§ Supplied material:
BEGIN
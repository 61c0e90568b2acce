//! Tick-level orchestration
//!
//! The [`TaskScheduler`] selects due tasks and runs them one after another:
//! reconciliation first, then retention. Each task's failure is recorded and
//! the tick moves on. The texts of one tick are forwarded as one
//! notification.
//!
//! Two kinds of tick exist:
//!
//! - the global tick covers active tasks without their own interval
//! - the override sweep covers active tasks whose own interval elapsed
//!
//! Both may run at the same time. A task already being processed is
//! skipped by the per-task guard rather than waited for. Failed tasks are
//! never selected; an operator resets them.
//!
//! An interval task's clock starts when it actually ran. A task skipped as
//! busy stays due for the next sweep. Each global tick drops the lock
//! entries and run stamps of tasks that are no longer active.

use std::collections::HashSet;
use std::sync::Arc;
use std::time::Duration;

use chrono::{DateTime, Utc};
use dashmap::DashMap;
use tracing::{debug, info, warn};

use sharemirror_core::config::Config;
use sharemirror_core::domain::{Account, BatchKind, Task, TaskId, TaskStatus};
use sharemirror_core::ports::{INotificationService, ITaskRepository, Notification};

use crate::engine::SyncEngine;
use crate::locks::TaskLocks;
use crate::poller::{BatchOperationPoller, PollOutcome};
use crate::registry::{ClientFactory, ClientRegistry};
use crate::rename::AutoRenamer;
use crate::retention::RetentionEnforcer;
use crate::SyncError;

/// Notification title for tick summaries
const SUMMARY_TITLE: &str = "ShareMirror";

/// What one tick did
#[derive(Debug, Clone, Default, PartialEq, Eq)]
pub struct TickReport {
    /// Tasks that ran to the end (with or without changes)
    pub processed: usize,
    /// Tasks skipped because another pass held them or their account is off
    pub skipped: usize,
    /// Tasks that returned an error
    pub failed: usize,
    /// Summary texts of tasks that changed something
    pub summaries: Vec<String>,
    /// One line per failed task
    pub failures: Vec<String>,
}

impl TickReport {
    /// Adds the counts and texts of `other`
    pub fn merge(&mut self, other: TickReport) {
        self.processed += other.processed;
        self.skipped += other.skipped;
        self.failed += other.failed;
        self.summaries.extend(other.summaries);
        self.failures.extend(other.failures);
    }

    /// Summaries joined by blank lines
    pub fn summary_text(&self) -> Option<String> {
        (!self.summaries.is_empty()).then(|| self.summaries.join("\n\n"))
    }
}

enum TaskOutcome {
    Done(Vec<String>),
    Skipped,
}

/// Runs due tasks through the engine and retention enforcer
pub struct TaskScheduler {
    repository: Arc<dyn ITaskRepository>,
    registry: Arc<ClientRegistry>,
    engine: SyncEngine,
    retention: RetentionEnforcer,
    poller: BatchOperationPoller,
    notifier: Option<Arc<dyn INotificationService>>,
    last_runs: DashMap<TaskId, DateTime<Utc>>,
}

impl TaskScheduler {
    pub fn new(
        repository: Arc<dyn ITaskRepository>,
        registry: Arc<ClientRegistry>,
        poller: BatchOperationPoller,
        renamer: AutoRenamer,
    ) -> Self {
        let locks = TaskLocks::new();
        Self {
            engine: SyncEngine::new(repository.clone(), locks.clone(), poller.clone(), renamer),
            retention: RetentionEnforcer::new(locks, poller.clone()),
            repository,
            registry,
            poller,
            notifier: None,
            last_runs: DashMap::new(),
        }
    }

    /// Wires a scheduler from the poller and provider sections of `config`
    pub fn from_config(
        config: &Config,
        repository: Arc<dyn ITaskRepository>,
        factory: ClientFactory,
    ) -> Self {
        Self::new(
            repository,
            Arc::new(ClientRegistry::new(factory)),
            BatchOperationPoller::from_config(&config.poller),
            AutoRenamer::new(Duration::from_millis(config.provider.rename_pause_ms)),
        )
    }

    /// Sends tick summaries and failures through `notifier`
    pub fn with_notifier(mut self, notifier: Arc<dyn INotificationService>) -> Self {
        self.notifier = Some(notifier);
        self
    }

    pub fn engine(&self) -> &SyncEngine {
        &self.engine
    }

    /// Processes every active task that has no interval of its own
    #[tracing::instrument(skip(self))]
    pub async fn run_global_tick(&self) -> Result<TickReport, SyncError> {
        let active = self.active_tasks().await?;
        self.prune(&active);
        let tasks: Vec<Task> = active
            .into_iter()
            .filter(|t| t.check_interval_secs().is_none())
            .collect();
        info!(count = tasks.len(), "Global tick");
        let report = self.process(tasks, Utc::now()).await;
        self.notify(&report).await;
        Ok(report)
    }

    /// Processes active tasks whose own interval elapsed by `now`
    #[tracing::instrument(skip(self))]
    pub async fn run_override_sweep(&self, now: DateTime<Utc>) -> Result<TickReport, SyncError> {
        let tasks: Vec<Task> = self
            .active_tasks()
            .await?
            .into_iter()
            .filter(|t| self.is_due(t, now))
            .collect();
        if tasks.is_empty() {
            return Ok(TickReport::default());
        }
        info!(count = tasks.len(), "Override sweep");
        let report = self.process(tasks, now).await;
        self.notify(&report).await;
        Ok(report)
    }

    /// Processes one task immediately, whatever its interval
    #[tracing::instrument(skip(self))]
    pub async fn run_task(&self, task_id: &TaskId) -> Result<TickReport, SyncError> {
        let task = self
            .repository
            .get_task(task_id)
            .await
            .map_err(SyncError::Repository)?
            .ok_or(SyncError::TaskNotFound(*task_id))?;
        let report = self.process(vec![task], Utc::now()).await;
        self.notify(&report).await;
        Ok(report)
    }

    /// Purges the recycle bin of every active account
    ///
    /// Returns one line per account. Failures are reported in the lines,
    /// not as errors.
    #[tracing::instrument(skip(self))]
    pub async fn clear_recycle(&self) -> Result<Vec<String>, SyncError> {
        let accounts = self
            .repository
            .list_accounts()
            .await
            .map_err(SyncError::Repository)?;

        let mut lines = Vec::new();
        for account in &accounts {
            if !account.is_active() {
                self.registry.invalidate(account.id());
                continue;
            }
            let line = match self.purge_account(account).await {
                Ok(PollOutcome::Completed) => {
                    format!("{}: recycle bin cleared", account.username())
                }
                Ok(PollOutcome::Pending) => {
                    format!("{}: recycle bin purge still pending", account.username())
                }
                Ok(PollOutcome::Failed(code)) => {
                    warn!(account = account.username(), code, "Recycle purge reported failure");
                    format!(
                        "{}: recycle bin purge failed (status {code})",
                        account.username()
                    )
                }
                Err(e) => {
                    warn!(account = account.username(), error = %format!("{e:#}"), "Recycle purge failed");
                    format!("{}: recycle bin purge failed: {e:#}", account.username())
                }
            };
            lines.push(line);
        }
        Ok(lines)
    }

    async fn purge_account(&self, account: &Account) -> anyhow::Result<PollOutcome> {
        let client = self.registry.client_for(account)?;
        let submission = client.submit_empty_recycle().await?;
        if !submission.is_accepted() {
            anyhow::bail!(
                "rejected (code {}): {}",
                submission.code,
                submission.message.unwrap_or_default()
            );
        }
        Ok(match submission.operation_id.as_deref() {
            Some(op) => {
                self.poller
                    .await_completion(client.as_ref(), op, BatchKind::EmptyRecycle)
                    .await
            }
            None => PollOutcome::Pending,
        })
    }

    // ========================================================================
    // Internals
    // ========================================================================

    async fn active_tasks(&self) -> Result<Vec<Task>, SyncError> {
        self.repository
            .find_tasks_by_status(&TaskStatus::ACTIVE)
            .await
            .map_err(SyncError::Repository)
    }

    fn is_due(&self, task: &Task, now: DateTime<Utc>) -> bool {
        let Some(secs) = task.check_interval_secs() else {
            return false;
        };
        match self.last_runs.get(task.id()) {
            Some(last) => {
                u64::try_from((now - *last).num_seconds()).is_ok_and(|elapsed| elapsed >= secs)
            }
            None => true,
        }
    }

    /// Drops per-task state of tasks that left the active set
    fn prune(&self, active: &[Task]) {
        let live: HashSet<TaskId> = active.iter().map(|t| *t.id()).collect();
        self.engine.locks().retain_live(&live);
        self.last_runs.retain(|id, _| live.contains(id));
    }

    fn forget(&self, task_id: &TaskId) {
        self.engine.locks().forget(task_id);
        self.last_runs.remove(task_id);
    }

    async fn process(&self, tasks: Vec<Task>, now: DateTime<Utc>) -> TickReport {
        let mut report = TickReport::default();
        for task in tasks {
            let mut one = TickReport::default();
            let ran = match self.process_task(&task).await {
                Ok(TaskOutcome::Done(texts)) => {
                    one.processed = 1;
                    one.summaries = texts;
                    true
                }
                Ok(TaskOutcome::Skipped) => {
                    one.skipped = 1;
                    false
                }
                Err(SyncError::TaskBusy(_)) => {
                    debug!(task_id = %task.id(), "Task busy, skipped this tick");
                    one.skipped = 1;
                    false
                }
                Err(SyncError::TaskNotFound(id)) => {
                    debug!(task_id = %id, "Task removed while processing");
                    self.forget(&id);
                    one.skipped = 1;
                    false
                }
                Err(e) => {
                    warn!(task_id = %task.id(), error = %e, "Task failed");
                    one.failed = 1;
                    one.failures.push(format!("{}: {}", task.display_name(), e));
                    true
                }
            };
            if ran && task.check_interval_secs().is_some() {
                self.last_runs.insert(*task.id(), now);
            }
            report.merge(one);
        }
        report
    }

    async fn process_task(&self, task: &Task) -> Result<TaskOutcome, SyncError> {
        let account = self
            .repository
            .get_account(task.account_id())
            .await
            .map_err(SyncError::Repository)?;
        let Some(account) = account else {
            self.registry.invalidate(task.account_id());
            return Err(SyncError::AccountNotFound(*task.account_id()));
        };
        if !account.is_active() {
            debug!(task_id = %task.id(), "Account deactivated, skipping task");
            self.registry.invalidate(account.id());
            return Ok(TaskOutcome::Skipped);
        }
        let client = self
            .registry
            .client_for(&account)
            .map_err(SyncError::Remote)?;

        let mut texts = Vec::new();
        if let Some(summary) = self.engine.reconcile(client.as_ref(), task).await? {
            texts.push(summary.to_string());
        }

        let current = self
            .repository
            .get_task(task.id())
            .await
            .map_err(SyncError::Repository)?
            .ok_or(SyncError::TaskNotFound(*task.id()))?;
        if let Some(summary) = self.retention.enforce(client.as_ref(), &current).await? {
            texts.push(summary.to_string());
        }
        Ok(TaskOutcome::Done(texts))
    }

    async fn notify(&self, report: &TickReport) {
        let Some(notifier) = &self.notifier else {
            return;
        };
        let mut outgoing = Vec::new();
        if let Some(text) = report.summary_text() {
            outgoing.push(Notification::sync(SUMMARY_TITLE, text));
        }
        if !report.failures.is_empty() {
            outgoing.push(Notification::error(
                "ShareMirror task failures",
                report.failures.join("\n"),
            ));
        }
        for notification in outgoing {
            if let Err(e) = notifier.notify(&notification).await {
                warn!(error = %format!("{e:#}"), "Notification delivery failed");
            }
        }
    }
}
END
§ Work required:
Above are the records; from them, give again exactly the lines from the one containing "task skipped as" through the one containing "use std::sync::Arc;", both included.

§ Reply to the task:
//! An interval task's clock starts when it actually ran. A task skipped as
//! busy stays due for the next sweep. Each global tick drops the lock
//! entries and run stamps of tasks that are no longer active.

use std::collections::HashSet;
use std::sync::Arc;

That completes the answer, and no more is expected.